Photo courtesy Bloomberg

Underlying Air New Zealand (ANZ)`s increasing its stake in Virgin Australia to 23 per cent and thus becoming the Australian carrier`s biggest shareholder, the kiwi carrier said it was not seeking a position on the Virgin board nor was it interested in taking control of the airline.

Virgin chief executive John Borghetti was quick to check any speculations that things might change drastically as a consequence, reiterating that ANZ`s move would not in any way affect the business. He said: `I`m still going to work. Nothing changes for us. They don`t have a board seat.”

Courtesy Singapore Airlines

Courtesy Singapore Airlines

Singapore Airlines (SIA) which had only recently agreed to acquire an additional 9.9 per cent stake to add to its current shareholding of 10 per cent – making a total of 19.9 per cent – dispelled any concerns about the ANZ challenge, insisting it remains committed to the Virgin partnership and that SIA has no intention of further increasing its stake.

Billionaire Richard Branson’s Virgin Group holds a 22.4 per cent stake and Dubai’s Etihad Airways owns 10 per cent.
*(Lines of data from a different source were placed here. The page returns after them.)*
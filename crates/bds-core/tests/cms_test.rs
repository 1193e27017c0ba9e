#![allow(clippy::unwrap_used)]
// CMS content resolution across Local, Remote and Api sources.

use std::path::Path;
use std::sync::Arc;

use pretty_assertions::assert_eq;
use serde_json::json;
use tempfile::TempDir;
use url::Url;
use wiremock::matchers::{header, method, path};
use wiremock::{Mock, MockServer, ResponseTemplate};

use bds_api::{ApiClient, GatewaySettings, HubMultiplexer, WebSocketHubTransport};
use bds_config::Configuration;
use bds_core::ConfigService;
use bds_core::model::{ContentSource, ContentType};
use bds_core::service::{
    CmsOptions, CmsService, LoadedContent, NoBundles, TranslationOptions, TranslationService,
};

// ── Helpers ─────────────────────────────────────────────────────────

struct Harness {
    server: MockServer,
    cms: CmsService,
    dir: TempDir,
}

async fn setup(options: impl FnOnce(&Path, &str) -> CmsOptions) -> Harness {
    let server = MockServer::start().await;
    let dir = TempDir::new().unwrap();
    let configuration = Configuration {
        app_id: "app-42".into(),
        server_url: server.uri(),
        supported_locale: vec!["en".into(), "fr".into()],
        ..Configuration::default()
    };

    let translation = Arc::new(TranslationService::new(
        TranslationOptions::default(),
        Arc::new(NoBundles),
    ));
    translation.init(&configuration).await;
    translation.set_locale(Some("fr")).await;

    let config = Arc::new(ConfigService::new(configuration).unwrap());
    let settings = GatewaySettings::new(&server.uri(), "app-42", "device-7").unwrap();
    let api = Arc::new(ApiClient::from_reqwest(&settings, reqwest::Client::new()).unwrap());
    let hub = HubMultiplexer::builder(
        Arc::new(WebSocketHubTransport::default()),
        Url::parse("http://localhost/hubs/bds").unwrap(),
    )
    .build();

    let cms = CmsService::new(api, config, translation, hub, options(dir.path(), &server.uri()));
    Harness { server, cms, dir }
}

fn local(dir: &Path, _: &str) -> CmsOptions {
    CmsOptions {
        local_path: Some(dir.to_path_buf()),
        default_source: ContentSource::Local,
        ..CmsOptions::default()
    }
}

fn write(dir: &Path, relative: &str, text: &str) {
    let file = dir.join(relative);
    std::fs::create_dir_all(file.parent().unwrap()).unwrap();
    std::fs::write(file, text).unwrap();
}

// ── Local ───────────────────────────────────────────────────────────

#[tokio::test]
async fn test_local_content_prefers_current_locale() {
    let h = setup(local).await;
    write(h.dir.path(), "home/fr.title.md", "# Bonjour");
    write(h.dir.path(), "home/en.title.md", "# Hello");
    write(h.dir.path(), "home/en.footer.html", "<p>footer</p>");

    let title = h.cms.content("home", ContentType::Markdown, "title", None).await;
    let footer = h.cms.content("home", ContentType::Html, "footer", None).await;

    assert_eq!(title.as_deref(), Some("# Bonjour"));
    assert_eq!(footer.as_deref(), Some("<p>footer</p>"));
    assert!(h.server.received_requests().await.unwrap().is_empty());
}

#[tokio::test]
async fn test_local_miss_falls_back_to_api() {
    let h = setup(local).await;
    Mock::given(method("GET"))
        .and(path("/api/cms/v1/content/home/intro"))
        .and(header("filters", "CMS.Content:key|id|value|contentType|order"))
        .respond_with(ResponseTemplate::new(200).set_body_json(json!({
            "value": "from api",
            "contentType": "DEFAULT",
        })))
        .mount(&h.server)
        .await;

    let loaded = h
        .cms
        .load_content("home", Some((ContentType::Default, "intro")), None)
        .await;

    assert_eq!(loaded, Some(LoadedContent::Single("from api".into())));
}

#[tokio::test]
async fn test_miss_everywhere_is_none() {
    let h = setup(local).await;
    Mock::given(method("GET"))
        .respond_with(ResponseTemplate::new(404))
        .mount(&h.server)
        .await;

    assert_eq!(h.cms.content("home", ContentType::Default, "nothing", None).await, None);
    assert_eq!(h.cms.content("", ContentType::Default, "nothing", None).await, None);
}

#[tokio::test]
async fn test_fallback_can_be_disabled() {
    let h = setup(|dir, uri| CmsOptions {
        fallback_on_api: false,
        ..local(dir, uri)
    })
    .await;

    assert_eq!(h.cms.content("home", ContentType::Default, "intro", None).await, None);
    assert!(h.server.received_requests().await.unwrap().is_empty());
}

#[tokio::test]
async fn test_local_group_follows_map_order_and_converter() {
    let h = setup(local).await;
    write(
        h.dir.path(),
        "faq/maps.json",
        &json!([
            {"name": "second", "contentType": "DEFAULT", "order": 2},
            {"name": "first", "contentType": "MARKDOWN"},
            {"name": "orphan", "order": 1}
        ])
        .to_string(),
    );
    write(h.dir.path(), "faq/en.second.txt", "two");
    write(h.dir.path(), "faq/fr.first.md", "one");

    let cms = h
        .cms
        .with_converter(Arc::new(|t: ContentType, v: String| format!("{t}:{v}")));
    let group = cms.load_content("faq", None, None).await;

    assert_eq!(
        group,
        Some(LoadedContent::Group(vec!["MARKDOWN:one".into(), "DEFAULT:two".into()]))
    );
}

// ── Api ─────────────────────────────────────────────────────────────

#[tokio::test]
async fn test_api_group_loads_contents_by_key_in_order() {
    let h = setup(|_, _| CmsOptions::default()).await;
    Mock::given(method("GET"))
        .and(path("/api/cms/v1/map/news"))
        .respond_with(ResponseTemplate::new(200).set_body_json(json!([
            {"content": {"key": "k2"}, "order": 2},
            {"content": {"key": "k1"}, "order": 1}
        ])))
        .mount(&h.server)
        .await;
    for (key, value) in [("k1", "one"), ("k2", "two")] {
        Mock::given(method("GET"))
            .and(path(format!("/api/cms/v1/content/{key}")))
            .respond_with(ResponseTemplate::new(200).set_body_json(json!({"value": value})))
            .mount(&h.server)
            .await;
    }

    let group = h.cms.group_content("news", None).await;
    let map = h.cms.get_content_map("news", Some(ContentSource::Api)).await.unwrap();

    assert_eq!(group, Some(vec!["one".to_owned(), "two".to_owned()]));
    assert_eq!(map.iter().map(|i| i.order).collect::<Vec<_>>(), [Some(1), Some(2)]);
}

// ── Remote ──────────────────────────────────────────────────────────

#[tokio::test]
async fn test_remote_files_are_fetched_per_app_and_locale() {
    let h = setup(|_, uri| CmsOptions {
        remote_path: Some(format!("{uri}/cdn/")),
        default_source: ContentSource::Remote,
        ..CmsOptions::default()
    })
    .await;
    Mock::given(method("GET"))
        .and(path("/cdn/app-42/legal/fr.terms.html"))
        .respond_with(ResponseTemplate::new(200).set_body_string("<h1>CGU</h1>"))
        .mount(&h.server)
        .await;

    let terms = h.cms.content("legal", ContentType::Html, "terms", None).await;

    assert_eq!(terms.as_deref(), Some("<h1>CGU</h1>"));
    let requests = h.server.received_requests().await.unwrap();
    assert!(requests.iter().all(|r| !r.headers.contains_key("authorization")));
}
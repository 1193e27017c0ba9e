// ── Store subscriptions ──
//
// Hub pushes mutate channels, carts and profiles behind the host's back;
// a subscription lets the host await the next snapshot or consume them
// as a `Stream`.

use std::sync::Arc;

use futures_util::Stream;
use tokio::sync::watch;
use tokio_stream::wrappers::WatchStream;

/// Ordered snapshot published by an [`EntityCollection`](crate::EntityCollection).
pub type Snapshot<T> = Arc<Vec<Arc<T>>>;

/// Receiving end of an entity collection.
pub struct EntityStream<T> {
    receiver: watch::Receiver<Snapshot<T>>,
}

impl<T: Send + Sync + 'static> EntityStream<T> {
    pub(crate) fn new(receiver: watch::Receiver<Snapshot<T>>) -> Self {
        Self { receiver }
    }

    pub fn snapshot(&self) -> Snapshot<T> {
        Arc::clone(&self.receiver.borrow())
    }

    /// Next snapshot, or `None` once the collection is gone.
    pub async fn changed(&mut self) -> Option<Snapshot<T>> {
        self.receiver.changed().await.ok()?;
        Some(Arc::clone(&self.receiver.borrow_and_update()))
    }

    /// Snapshots published after this call.
    pub fn updates(self) -> impl Stream<Item = Snapshot<T>> + Send + 'static {
        WatchStream::from_changes(self.receiver)
    }
}
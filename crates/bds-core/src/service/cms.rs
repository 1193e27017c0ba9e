// ── CMS content with source fallback ──
//
// Content is read from one of three sources: files bundled with the host
// (Local), the CMS API (Api) or a per-application CDN path (Remote). A miss
// on the preferred source retries on the API. Local and Remote files are
// named `{group}/{lang}.{name}.{ext}` and looked up in the current locale,
// then the fallback locale.

use std::io::ErrorKind;
use std::path::PathBuf;
use std::sync::Arc;

use arc_swap::ArcSwap;
use bds_api::{ApiClient, HubEvent, HubMultiplexer, RequestOptions};
use bds_config::CmsConfig;
use tokio::sync::broadcast;
use tracing::{debug, warn};

use crate::config::ConfigService;
use crate::model::{Content, ContentMapItem, ContentSource, ContentType, sort_content_map};
use crate::service::translation::TranslationService;

const CONTENT_FILTERS: &str = "CMS.Content:key|id|value|contentType|order";
const MAP_FILE: &str = "maps.json";
const REFRESH_EVENT: &str = "RefreshCms";
const EVENT_CHANNEL_SIZE: usize = 64;

/// Post-processes every loaded value (e.g. markdown rendering).
pub trait ContentConverter: Send + Sync {
    fn convert(&self, content_type: ContentType, value: String) -> String;
}

impl<F> ContentConverter for F
where
    F: Fn(ContentType, String) -> String + Send + Sync,
{
    fn convert(&self, content_type: ContentType, value: String) -> String {
        self(content_type, value)
    }
}

#[derive(Debug, Clone)]
pub struct CmsOptions {
    pub local_path: Option<PathBuf>,
    pub remote_path: Option<String>,
    pub default_source: ContentSource,
    /// Retry misses on the API.
    pub fallback_on_api: bool,
}

impl Default for CmsOptions {
    fn default() -> Self {
        Self {
            local_path: None,
            remote_path: None,
            default_source: ContentSource::Api,
            fallback_on_api: true,
        }
    }
}

impl CmsOptions {
    /// Apply the `cms` section of the configuration document.
    pub fn overlay(&self, config: &CmsConfig) -> Self {
        Self {
            local_path: config
                .local_path
                .as_ref()
                .map(PathBuf::from)
                .or_else(|| self.local_path.clone()),
            remote_path: config.remote_path.clone().or_else(|| self.remote_path.clone()),
            default_source: config.default_source.unwrap_or(self.default_source),
            fallback_on_api: config.fallback_on_api.unwrap_or(self.fallback_on_api),
        }
    }
}

/// A `RefreshCms` push for a watched catalog.
#[derive(Debug, Clone, PartialEq, Eq)]
pub struct CatalogChanged {
    pub catalog_key: String,
    pub group: String,
}

/// Result of [`CmsService::load_content`].
#[derive(Debug, Clone, PartialEq, Eq)]
pub enum LoadedContent {
    Single(String),
    /// Every content of a group, in map order.
    Group(Vec<String>),
}

pub struct CmsService {
    api: Arc<ApiClient>,
    config: Arc<ConfigService>,
    translation: Arc<TranslationService>,
    hub: HubMultiplexer,
    options: ArcSwap<CmsOptions>,
    converter: Option<Arc<dyn ContentConverter>>,
    changes: broadcast::Sender<CatalogChanged>,
}

impl CmsService {
    pub fn new(
        api: Arc<ApiClient>,
        config: Arc<ConfigService>,
        translation: Arc<TranslationService>,
        hub: HubMultiplexer,
        options: CmsOptions,
    ) -> Self {
        let (changes, _) = broadcast::channel(EVENT_CHANNEL_SIZE);
        let tx = changes.clone();
        hub.on(REFRESH_EVENT, move |event: HubEvent| {
            let tx = tx.clone();
            async move {
                if let (Some(catalog_key), Some(group)) = (event.str_arg(0), event.str_arg(1)) {
                    debug!(catalog_key, group, "catalog changed");
                    let _ = tx.send(CatalogChanged {
                        catalog_key: catalog_key.to_owned(),
                        group: group.to_owned(),
                    });
                }
                Ok(())
            }
        });
        Self {
            api,
            config,
            translation,
            hub,
            options: ArcSwap::from_pointee(options),
            converter: None,
            changes,
        }
    }

    #[must_use]
    pub fn with_converter(mut self, converter: Arc<dyn ContentConverter>) -> Self {
        self.converter = Some(converter);
        self
    }

    /// Apply the configuration document's `cms` overrides.
    pub fn init(&self) {
        if let Some(cms) = &self.config.current().cms {
            self.options.store(Arc::new(self.options.load().overlay(cms)));
        }
    }

    pub fn options(&self) -> Arc<CmsOptions> {
        self.options.load_full()
    }

    // ── Live updates ─────────────────────────────────────────────────

    /// Subscribe `catalog_key` on the hub; its `RefreshCms` pushes show up
    /// on [`catalog_changes`](Self::catalog_changes).
    pub fn watch_catalog(&self, catalog_key: &str) {
        self.hub.subscribe(catalog_key);
    }

    pub fn unwatch_catalog(&self, catalog_key: &str) {
        self.hub.unsubscribe(catalog_key);
    }

    pub fn catalog_changes(&self) -> broadcast::Receiver<CatalogChanged> {
        self.changes.subscribe()
    }

    // ── Content ──────────────────────────────────────────────────────

    /// One content when `item` names it, else the whole group.
    pub async fn load_content(
        &self,
        group: &str,
        item: Option<(ContentType, &str)>,
        source: Option<ContentSource>,
    ) -> Option<LoadedContent> {
        match item {
            Some((content_type, name)) => self
                .content(group, content_type, name, source)
                .await
                .map(LoadedContent::Single),
            None => self.group_content(group, source).await.map(LoadedContent::Group),
        }
    }

    /// A single content, falling back to the API on a miss.
    pub async fn content(
        &self,
        group: &str,
        content_type: ContentType,
        name: &str,
        source: Option<ContentSource>,
    ) -> Option<String> {
        if group.is_empty() || name.is_empty() {
            return None;
        }
        let source = self.source(source);
        let found = self.content_from(source, group, content_type, name).await;
        if found.is_some() || !self.falls_back(source) {
            return found;
        }
        debug!(group, name, %source, "content missing, falling back to api");
        self.content_from(ContentSource::Api, group, content_type, name).await
    }

    /// Every content of a group in map order, falling back to the API on a
    /// miss.
    pub async fn group_content(
        &self,
        group: &str,
        source: Option<ContentSource>,
    ) -> Option<Vec<String>> {
        if group.is_empty() {
            return None;
        }
        let source = self.source(source);
        let found = self.group_content_from(source, group).await;
        if found.is_some() || !self.falls_back(source) {
            return found;
        }
        debug!(group, %source, "content group missing, falling back to api");
        self.group_content_from(ContentSource::Api, group).await
    }

    /// The group's content map sorted by `order`, falling back to the API
    /// on a miss.
    pub async fn get_content_map(
        &self,
        group: &str,
        source: Option<ContentSource>,
    ) -> Option<Vec<ContentMapItem>> {
        if group.is_empty() {
            return None;
        }
        let source = self.source(source);
        let mut map = self.map_from(source, group).await;
        if map.is_none() && self.falls_back(source) {
            map = self.map_from(ContentSource::Api, group).await;
        }
        map.map(|mut items| {
            sort_content_map(&mut items);
            items
        })
    }

    fn source(&self, explicit: Option<ContentSource>) -> ContentSource {
        explicit.unwrap_or(self.options.load().default_source)
    }

    fn falls_back(&self, source: ContentSource) -> bool {
        source != ContentSource::Api && self.options.load().fallback_on_api
    }

    fn convert(&self, content_type: ContentType, value: String) -> String {
        match &self.converter {
            Some(converter) => converter.convert(content_type, value),
            None => value,
        }
    }

    // ── Per-source dispatch ──────────────────────────────────────────

    async fn content_from(
        &self,
        source: ContentSource,
        group: &str,
        content_type: ContentType,
        name: &str,
    ) -> Option<String> {
        match source {
            ContentSource::Api => self.api_content(group, name).await,
            ContentSource::Local | ContentSource::Remote => {
                let root = self.file_root(source)?;
                self.localized_file(&root, group, content_type, name).await
            }
        }
    }

    async fn group_content_from(&self, source: ContentSource, group: &str) -> Option<Vec<String>> {
        let mut map = self.map_from(source, group).await?;
        sort_content_map(&mut map);

        let mut contents = Vec::with_capacity(map.len());
        match source {
            ContentSource::Api => {
                for key in map.iter().filter_map(|item| item.content.as_ref()?.key.as_deref()) {
                    if let Some(value) = self.api_content_by_key(key).await {
                        contents.push(value);
                    }
                }
            }
            ContentSource::Local | ContentSource::Remote => {
                let root = self.file_root(source)?;
                for item in &map {
                    let (Some(name), Some(content_type)) =
                        (item.name.as_deref(), item.content_type)
                    else {
                        continue;
                    };
                    let file = self.localized_file(&root, group, content_type, name).await;
                    contents.extend(file);
                }
            }
        }
        Some(contents)
    }

    async fn map_from(&self, source: ContentSource, group: &str) -> Option<Vec<ContentMapItem>> {
        match source {
            ContentSource::Api => self.api_map(group).await,
            ContentSource::Local | ContentSource::Remote => {
                let root = self.file_root(source)?;
                let text = self.read(&root, &format!("{group}/{MAP_FILE}")).await?;
                match serde_json::from_str(&text) {
                    Ok(map) => Some(map),
                    Err(e) => {
                        warn!(group, %source, error = %e, "unreadable content map");
                        None
                    }
                }
            }
        }
    }

    // ── Local and Remote files ───────────────────────────────────────

    fn file_root(&self, source: ContentSource) -> Option<FileRoot> {
        let options = self.options.load();
        match source {
            ContentSource::Local => options.local_path.clone().map(FileRoot::Dir),
            ContentSource::Remote => {
                let remote = options.remote_path.as_deref()?;
                Some(FileRoot::Url(format!(
                    "{}/{}",
                    remote.trim_end_matches('/'),
                    self.config.app_id()
                )))
            }
            ContentSource::Api => None,
        }
    }

    /// `{group}/{lang}.{name}.{ext}` in the current locale, then the
    /// fallback locale.
    async fn localized_file(
        &self,
        root: &FileRoot,
        group: &str,
        content_type: ContentType,
        name: &str,
    ) -> Option<String> {
        let current = self.translation.current_locale();
        let fallback = self.translation.fallback_locale();
        let ext = content_type.extension();

        let mut langs = vec![current.as_str()];
        if current != fallback {
            langs.push(fallback.as_str());
        }
        for lang in langs.into_iter().filter(|l| !l.is_empty()) {
            if let Some(text) = self.read(root, &format!("{group}/{lang}.{name}.{ext}")).await {
                return Some(self.convert(content_type, text));
            }
        }
        None
    }

    async fn read(&self, root: &FileRoot, relative: &str) -> Option<String> {
        match root {
            FileRoot::Dir(dir) => {
                let path = dir.join(relative);
                match tokio::fs::read_to_string(&path).await {
                    Ok(text) => Some(text),
                    Err(e) if e.kind() == ErrorKind::NotFound => None,
                    Err(e) => {
                        warn!(path = %path.display(), error = %e, "content file unreadable");
                        None
                    }
                }
            }
            FileRoot::Url(base) => {
                let url = format!("{base}/{relative}");
                let opts = RequestOptions::new().without_credentials().silent();
                match self.api.get_text(&url, &opts).await {
                    Ok(resp) => Some(resp.into_data()),
                    Err(e) => {
                        debug!(%url, error = %e, "remote content miss");
                        None
                    }
                }
            }
        }
    }

    // ── Api ──────────────────────────────────────────────────────────

    async fn api_content(&self, group: &str, name: &str) -> Option<String> {
        let opts = RequestOptions::new().silent().filters([CONTENT_FILTERS]);
        let content = self
            .api_get::<Content>(&format!("api/cms/v1/content/{group}/{name}"), &opts)
            .await?;
        self.content_value(content)
    }

    async fn api_content_by_key(&self, key: &str) -> Option<String> {
        let content = self
            .api_get::<Content>(
                &format!("api/cms/v1/content/{key}"),
                &RequestOptions::new().silent(),
            )
            .await?;
        self.content_value(content)
    }

    async fn api_map(&self, group: &str) -> Option<Vec<ContentMapItem>> {
        self.api_get(&format!("api/cms/v1/map/{group}"), &RequestOptions::new().silent())
            .await
    }

    async fn api_get<T: serde::de::DeserializeOwned>(
        &self,
        path: &str,
        opts: &RequestOptions,
    ) -> Option<T> {
        match self.api.get::<Option<T>>(path, opts).await {
            Ok(resp) => resp.into_data(),
            Err(e) => {
                debug!(path, error = %e, "api content miss");
                None
            }
        }
    }

    fn content_value(&self, content: Content) -> Option<String> {
        let content_type = content.content_type.unwrap_or_default();
        content.value.map(|value| self.convert(content_type, value))
    }
}

enum FileRoot {
    Dir(PathBuf),
    Url(String),
}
Is it really a round of handshakes auguring a permanent pact of peaceful co-existence among piecemeal partners which have not in recent aviation history boasted much in common except that two of them (SIA and ANZ) belong to the broad Star Alliance group? It may be the same tune that they will sing for now, to break into Qantas’ 65-per-cent hold of the Australian domestic market through the Virgin partnership, and that through this it will support its international operations. However, the collective strategy cannot disguise the individual agenda for each of these airlines, notably ANZ, SIA and Etihad.

Mr Borghetti who said “tomorrow is the same as yesterday” may soon find it cannot be so.

Courtesy wikipedia

Courtesy wikipedia

Interestingly, attention has already been turned to a likely tussle between ANZ and SIA, though both airlines have brushed aside any controlling interest. What is more interesting is how history has once again brought the two competitors together in a similar tussle for control of the ailing Ansett Australia in 1999/2000 and how SIA became badly bruised subsequently in its acquisition of a 25-per-cent stake in ANZ – a lesson that seems to have weighed heavily on the SIA in its subsequent approaches to acquisitions. Even in its stepped-up acquisition of the Virgin stake, it reflects a somewhat overly cautious step that took longer than expected.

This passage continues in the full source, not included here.